Could you return the whole listing, character for character?

[RECORDED INFORMATION]:
Segment Open

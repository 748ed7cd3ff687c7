//! Final opportunity scoring: prediction + scanner metrics + market context
//! + event risk, folded into one 0-100 ranking number.
//!
//! The scorer performs no I/O and reads no clocks; identical inputs produce
//! byte-identical output. Model freshness arrives pre-resolved against the
//! run date as [`ModelBadge`] values.

use screener_core::{
    Band, EventRisk, EventRiskBatch, MarketSentiment, ModelBadge, Prediction, Regime,
    ScannedTicker, ScoredStock, ScorerConfig, Signal, ValidationGates,
};
use std::collections::HashMap;

/// Volatility above this is penalized outright.
const HIGH_VOL_THRESHOLD: f64 = 0.5;

/// Volatility factor saturates at this annualized level.
const VOL_FACTOR_SCALE: f64 = 0.6;

/// Volume within this multiple of the validation floor is considered thin.
const LOW_VOLUME_MARGIN: f64 = 1.25;

/// Market-direction confidence needed before the contrarian penalty applies.
const CONTRARIAN_CONFIDENCE_MIN: f64 = 0.7;

/// Model artifacts at most this old earn the freshness bonus.
const FRESH_MODEL_MAX_AGE_DAYS: i64 = 2;

const HIGH_HIT_RATE_MIN: f64 = 0.6;

pub struct ScoreInputs<'a> {
    pub predictions: &'a [Prediction],
    pub scanned: &'a [ScannedTicker],
    pub sentiment: &'a MarketSentiment,
    /// Backs the risk deduction for tickers the event-risk batch has no
    /// entry for.
    pub regime: &'a Regime,
    pub event_risks: &'a EventRiskBatch,
    pub badges: &'a HashMap<String, ModelBadge>,
    pub gates: &'a ValidationGates,
    pub config: &'a ScorerConfig,
}

/// Score every predicted ticker. The result is ordered by opportunity score
/// descending, ties broken by ticker ascending; tickers flagged sit-out are
/// forced to HOLD.
pub fn score(inputs: ScoreInputs<'_>) -> Vec<ScoredStock> {
    let by_ticker: HashMap<&str, &ScannedTicker> = inputs
        .scanned
        .iter()
        .map(|s| (s.info.ticker.as_str(), s))
        .collect();

    // Cross-sectional context: per-sector screening medians and maxima, and
    // the universe's 90th-percentile volume for the liquidity scale.
    let mut sector_scores: HashMap<&str, Vec<f64>> = HashMap::new();
    for s in inputs.scanned {
        sector_scores
            .entry(s.info.sector_name.as_str())
            .or_default()
            .push(s.screening_score);
    }
    let sector_median: HashMap<&str, f64> = sector_scores
        .iter()
        .map(|(name, scores)| (*name, technical_indicators::median(scores).unwrap_or(0.0)))
        .collect();
    let sector_max: HashMap<&str, f64> = sector_scores
        .iter()
        .map(|(name, scores)| (*name, scores.iter().cloned().fold(f64::MIN, f64::max)))
        .collect();

    let volumes: Vec<f64> = inputs
        .scanned
        .iter()
        .filter_map(|s| s.info.avg_volume)
        .filter(|v| *v > 0.0)
        .collect();
    let p90_volume = technical_indicators::percentile(&volumes, 90);

    let mut scored: Vec<ScoredStock> = inputs
        .predictions
        .iter()
        .filter_map(|prediction| {
            let stock = by_ticker.get(prediction.ticker.as_str())?;
            Some(score_one(
                prediction,
                stock,
                &inputs,
                &sector_median,
                &sector_max,
                p90_volume,
            ))
        })
        .collect();

    scored.sort_by(|a, b| {
        b.opportunity_score
            .partial_cmp(&a.opportunity_score)
            .unwrap_or(std::cmp::Ordering::Equal)
            .then_with(|| a.ticker.cmp(&b.ticker))
    });

    scored
}

fn score_one(
    prediction: &Prediction,
    stock: &ScannedTicker,
    inputs: &ScoreInputs<'_>,
    sector_median: &HashMap<&str, f64>,
    sector_max: &HashMap<&str, f64>,
    p90_volume: Option<f64>,
) -> ScoredStock {
    let info = &stock.info;
    let weights = &inputs.config.weights;
    let market_sign = inputs.sentiment.gap_prediction.direction.sign();
    let prediction_sign = prediction.ensemble_direction.signum();

    // Six factors, each normalized to [0, 1].
    let f_confidence = prediction.ensemble_confidence.clamp(0.0, 1.0);

    let f_technical = (stock.technical_subscore / 15.0).clamp(0.0, 1.0);

    // A flat market direction imposes no misalignment.
    let f_alignment = if market_sign == 0.0 || prediction_sign == market_sign {
        1.0
    } else {
        0.25
    };

    let f_liquidity = match (info.avg_volume, p90_volume) {
        (Some(v), Some(p90)) if v > 0.0 && p90 > 1.0 => (v.log10() / p90.log10()).min(1.0),
        _ => 0.0,
    };

    let f_volatility = match info.volatility_30d {
        Some(vol) => 1.0 - (vol / VOL_FACTOR_SCALE).clamp(0.0, 1.0),
        None => 0.5,
    };

    let f_sector = sector_median
        .get(info.sector_name.as_str())
        .map(|m| (m / 100.0).clamp(0.0, 1.0))
        .unwrap_or(0.0);

    let mut score = 100.0
        * (weights.prediction_conf * f_confidence
            + weights.technical * f_technical
            + weights.sentiment_align * f_alignment
            + weights.liquidity * f_liquidity
            + weights.volatility * f_volatility
            + weights.sector_momentum * f_sector);

    // Penalties, each applied at most once.
    let penalties = &inputs.config.penalties;
    if let Some(v) = info.avg_volume {
        if v < inputs.gates.min_avg_volume * LOW_VOLUME_MARGIN {
            score += penalties.low_volume;
        }
    }
    if matches!(info.volatility_30d, Some(vol) if vol > HIGH_VOL_THRESHOLD) {
        score += penalties.high_volatility;
    }
    let contrarian = market_sign != 0.0
        && prediction_sign != 0.0
        && prediction_sign != market_sign
        && inputs.sentiment.gap_prediction.confidence >= CONTRARIAN_CONFIDENCE_MIN;
    if contrarian {
        score += penalties.contrarian;
    }

    // Bonuses, each applied at most once.
    let bonuses = &inputs.config.bonuses;
    let badge = inputs
        .badges
        .get(&prediction.ticker)
        .copied()
        .unwrap_or_default();
    if matches!(badge.artifact_age_days, Some(age) if age <= FRESH_MODEL_MAX_AGE_DAYS) {
        score += bonuses.fresh_model;
    }
    if matches!(badge.hit_rate, Some(rate) if rate >= HIGH_HIT_RATE_MIN) {
        score += bonuses.high_hit_rate;
    }
    if let Some(max) = sector_max.get(info.sector_name.as_str()) {
        if stock.screening_score >= *max {
            score += bonuses.sector_leader;
        }
    }

    // Regime and event exposure. A ticker missing from the batch falls
    // back to the regime-only risk, matching what the guard computes for
    // tickers it has no calendar entry for.
    let event_risk = inputs
        .event_risks
        .get(&prediction.ticker)
        .cloned()
        .unwrap_or_else(|| EventRisk::from_regime(inputs.regime));
    score -= event_risk.risk_score * 10.0;

    let opportunity_score = score.clamp(0.0, 100.0);

    // Sit-out forces the published signal to HOLD regardless of prediction.
    let mut prediction = prediction.clone();
    if event_risk.sit_out {
        prediction.signal = Signal::Hold;
    }

    ScoredStock {
        ticker: prediction.ticker.clone(),
        sector: info.sector_name.clone(),
        price: info.price,
        screening_score: stock.screening_score,
        prediction,
        opportunity_score,
        opportunity_band: Band::from_score(opportunity_score),
    }
}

Segment Closed

[WORKED SOLUTION]:
repository 748ed7cd3ff687c7
//! Final opportunity scoring: prediction + scanner metrics + market context
//! + event risk, folded into one 0-100 ranking number.
//!
//! The scorer performs no I/O and reads no clocks; identical inputs produce
//! byte-identical output. Model freshness arrives pre-resolved against the
//! run date as [`ModelBadge`] values.

use screener_core::{
    Band, EventRisk, EventRiskBatch, MarketSentiment, ModelBadge, Prediction, Regime,
    ScannedTicker, ScoredStock, ScorerConfig, Signal, ValidationGates,
};
use std::collections::HashMap;

/// Volatility above this is penalized outright.
const HIGH_VOL_THRESHOLD: f64 = 0.5;

/// Volatility factor saturates at this annualized level.
const VOL_FACTOR_SCALE: f64 = 0.6;

/// Volume within this multiple of the validation floor is considered thin.
const LOW_VOLUME_MARGIN: f64 = 1.25;

/// Market-direction confidence needed before the contrarian penalty applies.
const CONTRARIAN_CONFIDENCE_MIN: f64 = 0.7;

/// Model artifacts at most this old earn the freshness bonus.
const FRESH_MODEL_MAX_AGE_DAYS: i64 = 2;

const HIGH_HIT_RATE_MIN: f64 = 0.6;

pub struct ScoreInputs<'a> {
    pub predictions: &'a [Prediction],
    pub scanned: &'a [ScannedTicker],
    pub sentiment: &'a MarketSentiment,
    /// Backs the risk deduction for tickers the event-risk batch has no
    /// entry for.
    pub regime: &'a Regime,
    pub event_risks: &'a EventRiskBatch,
    pub badges: &'a HashMap<String, ModelBadge>,
    pub gates: &'a ValidationGates,
    pub config: &'a ScorerConfig,
}

/// Score every predicted ticker. The result is ordered by opportunity score
/// descending, ties broken by ticker ascending; tickers flagged sit-out are
/// forced to HOLD.
pub fn score(inputs: ScoreInputs<'_>) -> Vec<ScoredStock> {
    let by_ticker: HashMap<&str, &ScannedTicker> = inputs
        .scanned
        .iter()
        .map(|s| (s.info.ticker.as_str(), s))
        .collect();

    // Cross-sectional context: per-sector screening medians and maxima, and
    // the universe's 90th-percentile volume for the liquidity scale.
    let mut sector_scores: HashMap<&str, Vec<f64>> = HashMap::new();
    for s in inputs.scanned {
        sector_scores
            .entry(s.info.sector_name.as_str())
            .or_default()
            .push(s.screening_score);
    }
    let sector_median: HashMap<&str, f64> = sector_scores
        .iter()
        .map(|(name, scores)| (*name, technical_indicators::median(scores).unwrap_or(0.0)))
        .collect();
    let sector_max: HashMap<&str, f64> = sector_scores
        .iter()
        .map(|(name, scores)| (*name, scores.iter().cloned().fold(f64::MIN, f64::max)))
        .collect();

    let volumes: Vec<f64> = inputs
        .scanned
        .iter()
        .filter_map(|s| s.info.avg_volume)
        .filter(|v| *v > 0.0)
        .collect();
    let p90_volume = technical_indicators::percentile(&volumes, 90);

    let mut scored: Vec<ScoredStock> = inputs
        .predictions
        .iter()
        .filter_map(|prediction| {
            let stock = by_ticker.get(prediction.ticker.as_str())?;
            Some(score_one(
                prediction,
                stock,
                &inputs,
                &sector_median,
                &sector_max,
                p90_volume,
            ))
        })
        .collect();

    scored.sort_by(|a, b| {
        b.opportunity_score
            .partial_cmp(&a.opportunity_score)
            .unwrap_or(std::cmp::Ordering::Equal)
            .then_with(|| a.ticker.cmp(&b.ticker))
    });

    scored
}

fn score_one(
    prediction: &Prediction,
    stock: &ScannedTicker,
    inputs: &ScoreInputs<'_>,
    sector_median: &HashMap<&str, f64>,
    sector_max: &HashMap<&str, f64>,
    p90_volume: Option<f64>,
) -> ScoredStock {
    let info = &stock.info;
    let weights = &inputs.config.weights;
    let market_sign = inputs.sentiment.gap_prediction.direction.sign();
    let prediction_sign = prediction.ensemble_direction.signum();

    // Six factors, each normalized to [0, 1].
    let f_confidence = prediction.ensemble_confidence.clamp(0.0, 1.0);

    let f_technical = (stock.technical_subscore / 15.0).clamp(0.0, 1.0);

    // A flat market direction imposes no misalignment.
    let f_alignment = if market_sign == 0.0 || prediction_sign == market_sign {
        1.0
    } else {
        0.25
    };

    let f_liquidity = match (info.avg_volume, p90_volume) {
        (Some(v), Some(p90)) if v > 0.0 && p90 > 1.0 => (v.log10() / p90.log10()).min(1.0),
        _ => 0.0,
    };

    let f_volatility = match info.volatility_30d {
        Some(vol) => 1.0 - (vol / VOL_FACTOR_SCALE).clamp(0.0, 1.0),
        None => 0.5,
    };

    let f_sector = sector_median
        .get(info.sector_name.as_str())
        .map(|m| (m / 100.0).clamp(0.0, 1.0))
        .unwrap_or(0.0);

    let mut score = 100.0
        * (weights.prediction_conf * f_confidence
            + weights.technical * f_technical
            + weights.sentiment_align * f_alignment
            + weights.liquidity * f_liquidity
            + weights.volatility * f_volatility
            + weights.sector_momentum * f_sector);

    // Penalties, each applied at most once.
    let penalties = &inputs.config.penalties;
    if let Some(v) = info.avg_volume {
        if v < inputs.gates.min_avg_volume * LOW_VOLUME_MARGIN {
            score += penalties.low_volume;
        }
    }
    if matches!(info.volatility_30d, Some(vol) if vol > HIGH_VOL_THRESHOLD) {
        score += penalties.high_volatility;
    }
    let contrarian = market_sign != 0.0
        && prediction_sign != 0.0
        && prediction_sign != market_sign
        && inputs.sentiment.gap_prediction.confidence >= CONTRARIAN_CONFIDENCE_MIN;
    if contrarian {
        score += penalties.contrarian;
    }

    // Bonuses, each applied at most once.
    let bonuses = &inputs.config.bonuses;
    let badge = inputs
        .badges
        .get(&prediction.ticker)
        .copied()
        .unwrap_or_default();
    if matches!(badge.artifact_age_days, Some(age) if age <= FRESH_MODEL_MAX_AGE_DAYS) {
        score += bonuses.fresh_model;
    }
    if matches!(badge.hit_rate, Some(rate) if rate >= HIGH_HIT_RATE_MIN) {
        score += bonuses.high_hit_rate;
    }
    if let Some(max) = sector_max.get(info.sector_name.as_str()) {
        if stock.screening_score >= *max {
            score += bonuses.sector_leader;
        }
    }

    // Regime and event exposure. A ticker missing from the batch falls
    // back to the regime-only risk, matching what the guard computes for
    // tickers it has no calendar entry for.
    let event_risk = inputs
        .event_risks
        .get(&prediction.ticker)
        .cloned()
        .unwrap_or_else(|| EventRisk::from_regime(inputs.regime));
    score -= event_risk.risk_score * 10.0;

    let opportunity_score = score.clamp(0.0, 100.0);

    // Sit-out forces the published signal to HOLD regardless of prediction.
    let mut prediction = prediction.clone();
    if event_risk.sit_out {
        prediction.signal = Signal::Hold;
    }

    ScoredStock {
        ticker: prediction.ticker.clone(),
        sector: info.sector_name.clone(),
        price: info.price,
        screening_score: stock.screening_score,
        prediction,
        opportunity_score,
        opportunity_band: Band::from_score(opportunity_score),
    }
}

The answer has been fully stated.